CPAP devices create air pressure and attach to a nose or face mask that delivers that pressure to a patient’s airway, thereby keeping him or her breathing during sleep. The amount of air pressure delivered by the devices is adjusted for each patient and usually is determined by a medical exam that includes an overnight stay in a laboratory.
The study found that most of the Craigslist advertisements failed to mention the devices’ pressure settings—settings that were prescribed for the original owners.
In addition to concerns about the hygiene of secondhand devices and masks, the study said that a “secondhand device may deliver a low pressure that is ineffective or a high pressure that is excessive.”
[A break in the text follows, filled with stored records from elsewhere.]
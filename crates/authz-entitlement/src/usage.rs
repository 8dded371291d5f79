//! Usage Metering
//!
//! Counters are keyed by `(organization, feature, period_start)` and
//! only ever move up inside a period. The increment is an atomic
//! upsert at the storage layer; read-then-write-then-save would lose
//! updates under concurrency.

use std::sync::atomic::{AtomicU64, Ordering};
use std::sync::Arc;

use async_trait::async_trait;
use authz_common::{AuthzResult, FeatureId, OrganizationId, UserId};
use chrono::{DateTime, Datelike, Duration, Months, TimeZone, Utc};
use dashmap::DashMap;
use serde::{Deserialize, Serialize};

use crate::model::UsageRecord;

/// A closed billing window, here always a calendar month in UTC.
#[derive(Debug, Clone, Copy, PartialEq, Eq, Serialize, Deserialize)]
pub struct BillingWindow {
    /// First instant of the window.
    pub start: DateTime<Utc>,
    /// Last instant of the window.
    pub end: DateTime<Utc>,
}

impl BillingWindow {
    /// The calendar-month window containing `now`. Pure and total, so
    /// every caller in a process derives the identical window for the
    /// same instant.
    pub fn current_period(now: DateTime<Utc>) -> Self {
        let start = Utc
            .with_ymd_and_hms(now.year(), now.month(), 1, 0, 0, 0)
            .single()
            .unwrap_or(now);
        let end = start + Months::new(1) - Duration::seconds(1);
        Self { start, end }
    }
}

/// Storage seam for usage counters
#[async_trait]
pub trait UsageStore: Send + Sync {
    /// Counter value for the window, 0 when no record exists. Never
    /// creates a record.
    async fn usage(
        &self,
        organization_id: OrganizationId,
        feature_id: FeatureId,
        window: BillingWindow,
    ) -> AuthzResult<u64>;

    /// Atomically add `amount`, creating the record at zero first.
    /// Returns the committed total.
    async fn add_usage(
        &self,
        organization_id: OrganizationId,
        feature_id: FeatureId,
        amount: u64,
        window: BillingWindow,
    ) -> AuthzResult<u64>;

    /// Snapshot of an organization's records in the window
    async fn usage_for_period(
        &self,
        organization_id: OrganizationId,
        window: BillingWindow,
    ) -> AuthzResult<Vec<UsageRecord>>;
}

struct PeriodCounter {
    period_end: DateTime<Utc>,
    count: AtomicU64,
}

/// In-memory usage store. The shard lock taken by `entry` makes the
/// find-or-create race-safe; the counter itself is atomic.
pub struct InMemoryUsageStore {
    counters: DashMap<(OrganizationId, FeatureId, DateTime<Utc>), PeriodCounter>,
}

impl InMemoryUsageStore {
    /// Create an empty store
    pub fn new() -> Self {
        Self {
            counters: DashMap::new(),
        }
    }
}

impl Default for InMemoryUsageStore {
    fn default() -> Self {
        Self::new()
    }
}

#[async_trait]
impl UsageStore for InMemoryUsageStore {
    async fn usage(
        &self,
        organization_id: OrganizationId,
        feature_id: FeatureId,
        window: BillingWindow,
    ) -> AuthzResult<u64> {
        Ok(self
            .counters
            .get(&(organization_id, feature_id, window.start))
            .map_or(0, |c| c.count.load(Ordering::Relaxed)))
    }

    async fn add_usage(
        &self,
        organization_id: OrganizationId,
        feature_id: FeatureId,
        amount: u64,
        window: BillingWindow,
    ) -> AuthzResult<u64> {
        let counter = self
            .counters
            .entry((organization_id, feature_id, window.start))
            .or_insert_with(|| PeriodCounter {
                period_end: window.end,
                count: AtomicU64::new(0),
            });
        Ok(counter.count.fetch_add(amount, Ordering::Relaxed) + amount)
    }

    async fn usage_for_period(
        &self,
        organization_id: OrganizationId,
        window: BillingWindow,
    ) -> AuthzResult<Vec<UsageRecord>> {
        Ok(self
            .counters
            .iter()
            .filter(|entry| {
                let (org, _, start) = *entry.key();
                org == organization_id && start == window.start
            })
            .map(|entry| {
                let (org, feature, start) = *entry.key();
                UsageRecord {
                    organization_id: org,
                    feature_id: feature,
                    period_start: start,
                    period_end: entry.value().period_end,
                    usage_count: entry.value().count.load(Ordering::Relaxed),
                }
            })
            .collect())
    }
}

/// Usage tracker
///
/// Thin façade over the usage store that pins every call to the
/// calendar-month window containing "now".
pub struct UsageTracker {
    store: Arc<dyn UsageStore>,
}

impl UsageTracker {
    /// Create a tracker over a usage store
    pub fn new(store: Arc<dyn UsageStore>) -> Self {
        Self { store }
    }

    /// The billing window containing `now`
    pub fn current_period(now: DateTime<Utc>) -> BillingWindow {
        BillingWindow::current_period(now)
    }

    /// Current-period counter, 0 when nothing was recorded yet
    pub async fn usage(
        &self,
        organization_id: OrganizationId,
        feature_id: FeatureId,
    ) -> AuthzResult<u64> {
        let window = BillingWindow::current_period(Utc::now());
        self.store.usage(organization_id, feature_id, window).await
    }

    /// Add `amount` to the current-period counter. `user_id` is
    /// attribution for the audit trail only; counters aggregate per
    /// organization.
    pub async fn record_usage(
        &self,
        organization_id: OrganizationId,
        feature_id: FeatureId,
        amount: u64,
        user_id: Option<UserId>,
    ) -> AuthzResult<()> {
        let window = BillingWindow::current_period(Utc::now());
        let total = self
            .store
            .add_usage(organization_id, feature_id, amount, window)
            .await?;
        if let Some(user) = user_id {
            tracing::debug!(
                "Usage recorded: feature {} +{} by user {} (period total {})",
                feature_id,
                amount,
                user,
                total
            );
        }
        Ok(())
    }

    /// Record a single unit of consumption
    pub async fn record_one(
        &self,
        organization_id: OrganizationId,
        feature_id: FeatureId,
        user_id: Option<UserId>,
    ) -> AuthzResult<()> {
        self.record_usage(organization_id, feature_id, 1, user_id)
            .await
    }

    /// An organization's usage records for a window
    pub async fn usage_for_period(
        &self,
        organization_id: OrganizationId,
        window: BillingWindow,
    ) -> AuthzResult<Vec<UsageRecord>> {
        self.store.usage_for_period(organization_id, window).await
    }
}

#[cfg(test)]
mod tests {
    use super::*;
    use uuid::Uuid;

    #[test]
    fn test_current_period_is_calendar_month() {
        let now = Utc.with_ymd_and_hms(2024, 2, 15, 12, 30, 0).unwrap();
        let window = BillingWindow::current_period(now);
        assert_eq!(
            window.start,
            Utc.with_ymd_and_hms(2024, 2, 1, 0, 0, 0).unwrap()
        );
        assert_eq!(
            window.end,
            Utc.with_ymd_and_hms(2024, 2, 29, 23, 59, 59).unwrap()
        );
    }

    #[test]
    fn test_current_period_deterministic() {
        let a = Utc.with_ymd_and_hms(2024, 7, 1, 0, 0, 0).unwrap();
        let b = Utc.with_ymd_and_hms(2024, 7, 31, 23, 59, 59).unwrap();
        assert_eq!(
            BillingWindow::current_period(a),
            BillingWindow::current_period(b)
        );
        let c = Utc.with_ymd_and_hms(2024, 8, 1, 0, 0, 0).unwrap();
        assert_ne!(
            BillingWindow::current_period(a),
            BillingWindow::current_period(c)
        );
    }

    #[tokio::test]
    async fn test_usage_zero_without_record() {
        let tracker = UsageTracker::new(Arc::new(InMemoryUsageStore::new()));
        let used = tracker.usage(Uuid::new_v4(), Uuid::new_v4()).await.unwrap();
        assert_eq!(used, 0);
    }

    #[tokio::test]
    async fn test_record_accumulates() {
        let tracker = UsageTracker::new(Arc::new(InMemoryUsageStore::new()));
        let (org, feature) = (Uuid::new_v4(), Uuid::new_v4());

        tracker.record_usage(org, feature, 3, None).await.unwrap();
        tracker
            .record_one(org, feature, Some(Uuid::new_v4()))
            .await
            .unwrap();
        assert_eq!(tracker.usage(org, feature).await.unwrap(), 4);
    }

    #[tokio::test(flavor = "multi_thread", worker_threads = 4)]
    async fn test_concurrent_increments_lose_nothing() {
        let tracker = Arc::new(UsageTracker::new(Arc::new(InMemoryUsageStore::new())));
        let (org, feature) = (Uuid::new_v4(), Uuid::new_v4());

        let mut handles = Vec::new();
        for _ in 0..64 {
            let tracker = tracker.clone();
            handles.push(tokio::spawn(async move {
                tracker.record_usage(org, feature, 1, None).await
            }));
        }
        for handle in handles {
            handle.await.unwrap().unwrap();
        }
        assert_eq!(tracker.usage(org, feature).await.unwrap(), 64);
    }

    #[tokio::test]
    async fn test_new_period_starts_at_zero() {
        let store = InMemoryUsageStore::new();
        let (org, feature) = (Uuid::new_v4(), Uuid::new_v4());
        let january =
            BillingWindow::current_period(Utc.with_ymd_and_hms(2024, 1, 10, 0, 0, 0).unwrap());
        let february =
            BillingWindow::current_period(Utc.with_ymd_and_hms(2024, 2, 10, 0, 0, 0).unwrap());

        store.add_usage(org, feature, 9, january).await.unwrap();
        assert_eq!(store.usage(org, feature, january).await.unwrap(), 9);
        assert_eq!(store.usage(org, feature, february).await.unwrap(), 0);
    }

    #[tokio::test]
    async fn test_usage_for_period_snapshot() {
        let store = InMemoryUsageStore::new();
        let org = Uuid::new_v4();
        let window = BillingWindow::current_period(Utc::now());

        store.add_usage(org, Uuid::new_v4(), 2, window).await.unwrap();
        store.add_usage(org, Uuid::new_v4(), 5, window).await.unwrap();
        store
            .add_usage(Uuid::new_v4(), Uuid::new_v4(), 7, window)
            .await
            .unwrap();

        let records = store.usage_for_period(org, window).await.unwrap();
        assert_eq!(records.len(), 2);
        let total: u64 = records.iter().map(|r| r.usage_count).sum();
        assert_eq!(total, 7);
    }
}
“Our results raise concerns about the safety of these devices and how effective these secondhand devices are,” says one of the study’s three co-authors, Roxanne Prichard, PhD, an associate professor of psychology and neuroscience at the University of St. Thomas and scientific director of St. Thomas’ Center for College Sleep, in a release.
The study’s co-authors are Ken Kunisaki, MD, MS, an associate professor at the University of Minnesota and Minneapolis Veterans Affairs Health Care System, and Marisa Peine, who recently received her bachelor’s degree in neuroscience at St. Thomas.
The average price for a CPAP device listed on Craigslist was $291, much less than the $600 to $2,000 cost of a new device.
“We recognize that for patients with obstructive sleep apnea, but who do not have health insurance to pay for a CPAP, these secondhand devices represent a less expensive alternative to purchasing a new device,” Prichard says.
The study noted an alternative to the Craigslist consumer-to-consumer method of online sales, and that is the American Sleep Apnea Association’s CPAP Assistance Program.
This program collects used CPAP devices in good condition, cleans them, reprograms them based on the patient’s prescription, ships the device and a new mask to the patient or her or his doctor, and charges $100.
“We believe that this CPAP Assistance Program provides a nice alternative to consumer-to-consumer sales,” Kunisaki says. “Similar programs should be developed to improve access to CPAP for the growing number of patients being diagnosed with obstructive sleep apnea, but who have limited resources to afford treatment.”
The researchers have no affiliation with the American Sleep Apnea Association.